Second, the investment protection system that CETA establishes is a back door around the Oireachtas’s normal legislative role. Ireland adopts a 'dualist’ approach to international law. This means that international agreements only have effect in Irish law once they have been made part of that law through an act of the Oireachtas. Ireland joined the European Convention on Human Rights in 1953, but citizens could not rely on the convention in Irish courts until a 2003 act of the Oireachtas gave it domestic legal effect.
The government has broad freedom to make treaties on behalf of the state and only requires ratification in the Dàil where those treaties impose a charge on public funds. The Oireachtas’s exclusive power of making laws is protected by the rule that those treaties only have effects within our legal system once they are transposed through legislation.

On the face of it, CETA respects that distinction. Article 30.6.1 provides that the agreement cannot be "directly invoked in the domestic legal systems of the Parties". However the Investor Court System provides a parallel court system, exclusively for investors. This allows individual companies to directly enforce the investment provisions of CETA against the Irish state, challenging Irish legislation and Irish administrative and judicial actions, and potentially obtaining huge sums in compensation.
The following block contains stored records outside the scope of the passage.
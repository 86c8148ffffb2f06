//! Error taxonomy for the emulation core.
//!
//! Startup failures (bad ROM) and runtime failures (unknown opcode) are the
//! only conditions that propagate as `Result`s out of the core; everything
//! else the hardware itself defines a recovery for (bank-0 remap, discarded
//! ROM writes) is handled locally and never surfaces here.

use thiserror::Error;

/// Errors that can terminate the emulator.
#[derive(Error, Debug)]
pub enum EmulatorError {
    #[error("failed to open ROM file: {0}")]
    RomOpenFailed(#[from] std::io::Error),

    #[error("ROM file too short: found {found} bytes, need at least {needed}")]
    RomTooShort { found: usize, needed: usize },

    #[error("unknown opcode ${opcode:02X} at PC=${pc:04X}")]
    UnknownOpcode { pc: u16, opcode: u8 },

    #[error("unknown CB-prefixed opcode ${opcode:02X} at PC=${pc:04X}")]
    UnknownCbOpcode { pc: u16, opcode: u8 },
}
//! Frame scheduler / interrupt gate (spec.md §4.5).
//!
//! Runs `Cpu::step` in a loop, accumulating machine cycles until a full
//! frame's worth (70224 T-states, 17556 machine cycles) has elapsed, then
//! snapshots VRAM/OAM/PPU registers, renders one frame, raises the
//! VBlank interrupt, and hands the frame to the display sink.

use log::debug;

use crate::cpu::Cpu;
use crate::memory::{interrupts, MemoryBus};
use crate::ppu::Ppu;

/// Machine cycles (4 T-states each) in one 59.7 Hz Game Boy frame.
pub const CYCLES_PER_FRAME: u32 = 17_556;

/// Drives the CPU/PPU pairing one frame at a time.
pub struct Scheduler {
    cpu: Cpu,
    ppu: Ppu,
    cyc: u32,
}

/// Outcome of running one frame.
pub enum FrameOutcome {
    /// The frame completed normally; its pixels are attached.
    Rendered([u8; crate::ppu::SCREEN_WIDTH * crate::ppu::SCREEN_HEIGHT]),
}

impl Scheduler {
    pub fn new(cpu: Cpu) -> Self {
        Scheduler {
            cpu,
            ppu: Ppu::new(),
            cyc: 0,
        }
    }

    pub fn cpu(&self) -> &Cpu {
        &self.cpu
    }

    pub fn cpu_mut(&mut self) -> &mut Cpu {
        &mut self.cpu
    }

    /// Step the CPU until a frame boundary is crossed, then render and
    /// return that frame. Propagates a fatal-opcode error from the CPU.
    /// `on_step`, if given, is called with `(pc, opcode)` before each
    /// instruction is executed, feeding the advisory `--trace` log.
    pub fn run_frame(
        &mut self,
        bus: &mut MemoryBus,
        mut on_step: impl FnMut(u16, u8),
    ) -> Result<FrameOutcome, crate::error::EmulatorError> {
        while self.cyc < CYCLES_PER_FRAME {
            let pc = self.cpu.regs.pc;
            on_step(pc, bus.read8(pc));
            let cycles = self.cpu.step(bus)?;
            self.cyc += cycles;
        }
        self.cyc -= CYCLES_PER_FRAME;

        let frame = self.ppu.render(bus.vram(), bus.oam(), bus.ppu_regs());
        bus.request_interrupt(interrupts::VBLANK);
        debug!("frame rendered, {} leftover cycles carried to next frame", self.cyc);

        Ok(FrameOutcome::Rendered(frame))
    }
}

#[cfg(test)]
mod tests {
    use super::*;
    use crate::cartridge::Cartridge;
    use std::io::Write;

    fn nop_rom() -> Cartridge {
        let dir = std::env::temp_dir();
        let path = dir.join("rustyboy_scheduler_test.gb");
        let mut rom = vec![0u8; 0x8000];
        rom[0x0148] = 1;
        {
            let mut f = std::fs::File::create(&path).unwrap();
            f.write_all(&rom).unwrap();
        }
        let cart = Cartridge::load(&path).unwrap();
        let _ = std::fs::remove_file(&path);
        cart
    }

    #[test]
    fn run_frame_consumes_exactly_one_frame_budget_worth_of_nops() {
        let mut bus = MemoryBus::new();
        bus.insert_cartridge(nop_rom());
        let mut scheduler = Scheduler::new(Cpu::new());
        scheduler.cpu_mut().regs.pc = 0x0000;

        let before_if = bus.interrupt_flags();
        let FrameOutcome::Rendered(frame) = scheduler.run_frame(&mut bus, |_, _| {}).unwrap();

        assert_eq!(frame.len(), crate::ppu::SCREEN_WIDTH * crate::ppu::SCREEN_HEIGHT);
        assert_eq!(bus.interrupt_flags() & interrupts::VBLANK, interrupts::VBLANK);
        assert_ne!(before_if, bus.interrupt_flags());
    }
}
#[cfg(test)]
mod tests {
    use super::*;

    /// Programs are loaded into work RAM (`0xC000`) rather than ROM space,
    /// since bus writes below `0x8000` are bank-control messages, not
    /// memory stores.
    fn setup(program: &[u8]) -> (Cpu, MemoryBus) {
        let mut bus = MemoryBus::new();
        for (i, &b) in program.iter().enumerate() {
            bus.write8(0xC000 + i as u16, b);
        }
        let mut cpu = Cpu::new();
        cpu.regs.pc = 0xC000;
        (cpu, bus)
    }

    fn run(cpu: &mut Cpu, bus: &mut MemoryBus, steps: usize) {
        for _ in 0..steps {
            cpu.step(bus).unwrap();
        }
    }

    #[test]
    fn pc_and_flag_invariants_hold() {
        let (mut cpu, mut bus) = setup(&[0x3E, 0x42, 0x06, 0x13, 0x80]);
        for _ in 0..3 {
            cpu.step(&mut bus).unwrap();
            assert!(cpu.regs.pc <= 0xFFFF);
            assert_eq!(cpu.regs.f() & 0x0F, 0);
        }
    }

    #[test]
    fn scenario_ld_and_add() {
        // LD A,0x42; LD B,0x13; ADD A,B -> A=0x55, all flags clear.
        let (mut cpu, mut bus) = setup(&[0x3E, 0x42, 0x06, 0x13, 0x80]);
        run(&mut cpu, &mut bus, 3);
        assert_eq!(cpu.regs.a(), 0x55);
        assert!(!cpu.regs.z());
        assert!(!cpu.regs.n());
        assert!(!cpu.regs.h_flag());
        assert!(!cpu.regs.c_flag());
    }

    #[test]
    fn xor_a_clears_a_and_sets_zero() {
        let (mut cpu, mut bus) = setup(&[0xAF]);
        cpu.regs.set_a(0xFF);
        cpu.step(&mut bus).unwrap();
        assert_eq!(cpu.regs.a(), 0);
        assert!(cpu.regs.z());
        assert!(!cpu.regs.n());
        assert!(!cpu.regs.h_flag());
        assert!(!cpu.regs.c_flag());
    }

    #[test]
    fn push_pop_round_trips_and_masks_f() {
        // LD BC,0x1234; PUSH BC; POP DE
        let (mut cpu, mut bus) = setup(&[0x01, 0x34, 0x12, 0xC5, 0xD1]);
        let sp_before = cpu.regs.sp;
        run(&mut cpu, &mut bus, 3);
        assert_eq!(cpu.regs.de, 0x1234);
        assert_eq!(cpu.regs.bc, 0x1234);
        assert_eq!(cpu.regs.sp, sp_before);
    }

    #[test]
    fn pop_af_masks_low_nibble() {
        // LD HL,0x12FF; PUSH HL; POP AF
        let (mut cpu, mut bus) = setup(&[0x21, 0xFF, 0x12, 0xE5, 0xF1]);
        run(&mut cpu, &mut bus, 3);
        assert_eq!(cpu.regs.a(), 0x12);
        assert_eq!(cpu.regs.f(), 0xF0);
    }

    #[test]
    fn call_then_ret_returns_past_the_call() {
        // At 0xC000: CALL 0xC006; at 0xC003: NOP (return lands here); 0xC006: RET
        let mut program = vec![0xCD, 0x06, 0xC0, 0x00, 0x00, 0x00, 0xC9];
        program.resize(7, 0);
        let (mut cpu, mut bus) = setup(&program);
        cpu.step(&mut bus).unwrap(); // CALL
        assert_eq!(cpu.regs.pc, 0xC006);
        cpu.step(&mut bus).unwrap(); // RET
        assert_eq!(cpu.regs.pc, 0xC003);
    }

    #[test]
    fn inc_0xff_wraps_and_sets_zero_and_half_carry() {
        let (mut cpu, mut bus) = setup(&[0x3C]); // INC A
        cpu.regs.set_a(0xFF);
        cpu.step(&mut bus).unwrap();
        assert_eq!(cpu.regs.a(), 0x00);
        assert!(cpu.regs.z());
        assert!(!cpu.regs.n());
        assert!(cpu.regs.h_flag());
    }

    #[test]
    fn dec_0x00_wraps_and_clears_zero_sets_half_carry() {
        let (mut cpu, mut bus) = setup(&[0x3D]); // DEC A
        cpu.regs.set_a(0x00);
        cpu.step(&mut bus).unwrap();
        assert_eq!(cpu.regs.a(), 0xFF);
        assert!(!cpu.regs.z());
        assert!(cpu.regs.n());
        assert!(cpu.regs.h_flag());
    }

    #[test]
    fn add_hl_bc_carries_from_bit_eleven_not_fifteen() {
        let (mut cpu, mut bus) = setup(&[0x09]); // ADD HL,BC
        cpu.regs.hl = 0x0FFF;
        cpu.regs.bc = 0x0001;
        cpu.step(&mut bus).unwrap();
        assert_eq!(cpu.regs.hl, 0x1000);
        assert!(cpu.regs.h_flag());
        assert!(!cpu.regs.c_flag());
    }

    #[test]
    fn signed_jr_minus_two_is_an_infinite_loop() {
        // JR -2 at 0xC000, displacement byte at 0xC001.
        let (mut cpu, mut bus) = setup(&[0x18, 0xFE]);
        cpu.step(&mut bus).unwrap();
        assert_eq!(cpu.regs.pc, 0xC000);
    }

    #[test]
    fn vblank_dispatch_clears_ime_and_if_and_jumps_to_vector() {
        let (mut cpu, mut bus) = setup(&[0x00]); // NOP, dispatch happens after it
        cpu.regs.ime = true;
        bus.write8(0xFFFF, interrupts::VBLANK);
        bus.request_interrupt(interrupts::VBLANK);
        cpu.step(&mut bus).unwrap();
        assert!(!cpu.regs.ime);
        assert_eq!(bus.interrupt_flags() & interrupts::VBLANK, 0);
        assert_eq!(cpu.regs.pc, 0x0040);
    }

    #[test]
    fn halt_wakes_on_pending_interrupt_without_ime() {
        let (mut cpu, mut bus) = setup(&[0x76]); // HALT
        cpu.step(&mut bus).unwrap();
        assert!(cpu.halted);
        bus.write8(0xFFFF, interrupts::VBLANK);
        bus.request_interrupt(interrupts::VBLANK);
        cpu.step(&mut bus).unwrap();
        assert!(!cpu.halted);
    }

    #[test]
    fn daa_preserves_subtract_flag() {
        // SUB A,0x01 so A=0xFF,N=1; DAA should correct toward 0x99 and keep N set.
        let (mut cpu, mut bus) = setup(&[0xD6, 0x01, 0x27]);
        cpu.regs.set_a(0x00);
        run(&mut cpu, &mut bus, 2);
        assert!(cpu.regs.n());
    }

    #[test]
    fn unknown_opcode_reports_fatal_halt() {
        let (mut cpu, mut bus) = setup(&[0xD3]); // illegal on real hardware
        let err = cpu.step(&mut bus).unwrap_err();
        assert!(matches!(err, EmulatorError::UnknownOpcode { opcode: 0xD3, .. }));
    }

    #[test]
    fn cb_bit_instruction_does_not_mutate_operand() {
        // LD A,0x00; BIT 0,A -> Z set, A unchanged.
        let (mut cpu, mut bus) = setup(&[0x3E, 0x00, 0xCB, 0x47]);
        run(&mut cpu, &mut bus, 2);
        assert_eq!(cpu.regs.a(), 0x00);
        assert!(cpu.regs.z());
        assert!(cpu.regs.h_flag());
    }

    #[test]
    fn cb_rotate_computes_carry_before_mutation() {
        // LD A,0x01; RRCA should put old bit 0 into carry, not the new A.
        let (mut cpu, mut bus) = setup(&[0x3E, 0x01, 0x0F]);
        run(&mut cpu, &mut bus, 2);
        assert_eq!(cpu.regs.a(), 0x80);
        assert!(cpu.regs.c_flag());
        assert!(!cpu.regs.z());
    }
}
The judgments of the Investor Court System will be directly enforceable in Irish (and most other countries’) law. Under the ICSID Convention and the Arbitration Act 2010, those judgments will have the same effect in Ireland as a judgment of an Irish court, while Irish courts will be prohibited from reviewing them in any way.
Every treaty requires a balancing act, between imposing restrictions on state action, and retaining space for meaningful democratic choice. CETA’s irreversibility and effective short-circuiting of the Oireachtas’ legislative power mean that it tilts that balance strongly against democracy.